English at Bradley School underpins all aspects of our education and school community. We plan our English curriculum to provide children with the skills they need to be successful in life. Mastering a wide range of English skills is the key to opening the doors to different opportunities as the children grow older.
We expect all our pupils to develop into thoughtful readers and creative writers and it is through the use of high quality class texts and the ‘Talk for Writing’ approach that we believe we can achieve this. The multi-sensory and interactive teaching style of this enables pupils of all ages and abilities to learn to write a wide range of stories and text types.
Through using high-quality texts, immersing children in vocabulary rich learning environments and ensuring new curriculum expectations and the progression of skills are met, the children at Bradley Primary School will be exposed to a language heavy, creative and continuous English curriculum which will not only enable them to become primary literate, but will also develop a love of reading, creative writing and purposeful speaking and listening.
Speaking and Listening
Beginning in Reception and continuing through all Primary years, the children develop their capacity to express themselves effectively for a variety of purposes. Working with adults and other children, their activities include listening, giving opinions, replying to instructions and questions, describing experiences and feelings. Starting in EYFS and KS1, children re-tell familiar stories using actions and story maps following our ‘Talk for Writing’ approach.
As the children progress through the school, they extend these skills to recount events, tell more complex stories, take on dramatic roles, report, summarise and predict. Children are also provided with opportunities to compose, recite and perform poetry.
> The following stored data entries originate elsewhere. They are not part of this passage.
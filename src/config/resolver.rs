//! Configuration-value mini-language.
//!
//! Argument files are JSON arrays whose elements are either plain strings or
//! tagged objects: `env` (environment lookup with optional `or` fallback),
//! `concat` (two sub-values joined), `instanceId` (the resolved instance
//! identifier), `mkdir` (create a directory and yield its path). The
//! evaluator carries the instance identifier as context; it holds no global
//! mutable state.

use crate::config::types::{LauncherError, Result};
use log::debug;
use serde::Deserialize;
use sha2::{Digest, Sha256};
use std::fs;
use std::os::unix::fs::DirBuilderExt;
use std::path::Path;

/// One element of an argument file.
#[derive(Clone, Debug, Deserialize)]
#[serde(untagged)]
pub enum ArgValue {
    Literal(String),
    Tagged(TaggedValue),
}

/// Closed set of tagged configuration values.
#[derive(Clone, Debug, Deserialize)]
#[serde(tag = "type", rename_all = "camelCase")]
pub enum TaggedValue {
    Env {
        key: String,
        #[serde(default)]
        or: Option<Box<ArgValue>>,
    },
    Concat {
        a: Box<ArgValue>,
        b: Box<ArgValue>,
    },
    InstanceId,
    Mkdir {
        dir: Box<ArgValue>,
    },
}

/// Evaluates argument files against a fixed instance identifier.
pub struct Resolver<'a> {
    instance_id: &'a str,
}

impl<'a> Resolver<'a> {
    pub fn new(instance_id: &'a str) -> Self {
        Self { instance_id }
    }

    /// Read and evaluate a whole argument file.
    pub fn eval_args_file(&self, path: &Path) -> Result<Vec<String>> {
        let text = fs::read_to_string(path).map_err(|e| {
            LauncherError::Config(format!(
                "cannot read argument file {}: {e}",
                path.display()
            ))
        })?;
        let values: Vec<ArgValue> = serde_json::from_str(&text).map_err(|e| {
            LauncherError::Config(format!(
                "argument file {} is not a JSON array of values: {e}",
                path.display()
            ))
        })?;
        values.iter().map(|v| self.eval(v)).collect()
    }

    /// Evaluate a single value to its final string.
    pub fn eval(&self, value: &ArgValue) -> Result<String> {
        match value {
            ArgValue::Literal(s) => Ok(s.clone()),
            ArgValue::Tagged(TaggedValue::Env { key, or }) => {
                // An empty variable counts as unset, matching shell conventions
                // for the display/session variables this is used with.
                match std::env::var(key) {
                    Ok(val) if !val.is_empty() => Ok(val),
                    _ => match or {
                        Some(fallback) => self.eval(fallback),
                        None => Err(LauncherError::Config(format!(
                            "environment variable '{key}' is not set"
                        ))),
                    },
                }
            }
            ArgValue::Tagged(TaggedValue::Concat { a, b }) => {
                Ok(format!("{}{}", self.eval(a)?, self.eval(b)?))
            }
            ArgValue::Tagged(TaggedValue::InstanceId) => Ok(self.instance_id.to_string()),
            ArgValue::Tagged(TaggedValue::Mkdir { dir }) => {
                let path = self.eval(dir)?;
                fs::DirBuilder::new()
                    .recursive(true)
                    .mode(0o700)
                    .create(&path)
                    .map_err(|e| {
                        LauncherError::Config(format!("cannot create directory {path}: {e}"))
                    })?;
                debug!("created directory {path}");
                Ok(path)
            }
        }
    }
}

/// Alphabet used for instance identifiers; kept compatible with the runtime
/// directories other desktop tooling expects to be able to list.
const INSTANCE_ALPHABET: &[u8; 32] = b"0123456789abcdfghijklmnpqrsvwxyz";

/// Derive the instance identifier from the launcher's pid, optionally
/// namespaced by application name. Uniqueness is best-effort; pid-reuse
/// collisions are accepted.
pub fn derive_instance_id(app_name: Option<&str>) -> String {
    instance_id_for(std::process::id(), app_name)
}

fn instance_id_for(pid: u32, app_name: Option<&str>) -> String {
    let mut hasher = Sha256::new();
    if let Some(name) = app_name {
        hasher.update(name.as_bytes());
        hasher.update(b"/");
    }
    hasher.update(pid.to_string().as_bytes());
    let digest = hasher.finalize();
    encode_instance(&digest[..16])
}

/// Base32 with the custom alphabet, most significant bits first, no padding.
fn encode_instance(bytes: &[u8]) -> String {
    let mut out = String::with_capacity(bytes.len() * 8 / 5 + 1);
    let mut acc: u32 = 0;
    let mut bits = 0u32;
    for &b in bytes {
        acc = (acc << 8) | u32::from(b);
        bits += 8;
        while bits >= 5 {
            bits -= 5;
            out.push(INSTANCE_ALPHABET[((acc >> bits) & 0x1f) as usize] as char);
        }
    }
    if bits > 0 {
        out.push(INSTANCE_ALPHABET[((acc << (5 - bits)) & 0x1f) as usize] as char);
    }
    out
}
Class assemblies give the children a chance to showcase their learning to parents and the rest of the school.
It is usual for EYFS children to perform in a Christmas Nativity and Year 6 to end the year with a summer show.
At Bradley Primary School, children learn not only the mechanics of reading, but to become accomplished, comprehending readers, developing the habit of silent reading and a love of reading for life.
We are continuing to use whole class texts as the starting point for our English lessons, embedding high quality literature across the school.
Each class has a designated reading area to help promote the love and high importance that reading holds in our school. We have a fabulous library where there is a range of fiction and non-fiction books which the children are able to take home. Our highly knowledgeable librarian uses her love of reading to promote reading for enjoyment and to make recommendations to children from EYFS to Y6. She also has a team of very willing junior librarians who are all superb advocates of promoting reading for pleasure. A variety of events such as World Book Day and Bedtime Story Day are held annually purely for enjoyment. Our Year 6 volunteers listen to children read in KS1.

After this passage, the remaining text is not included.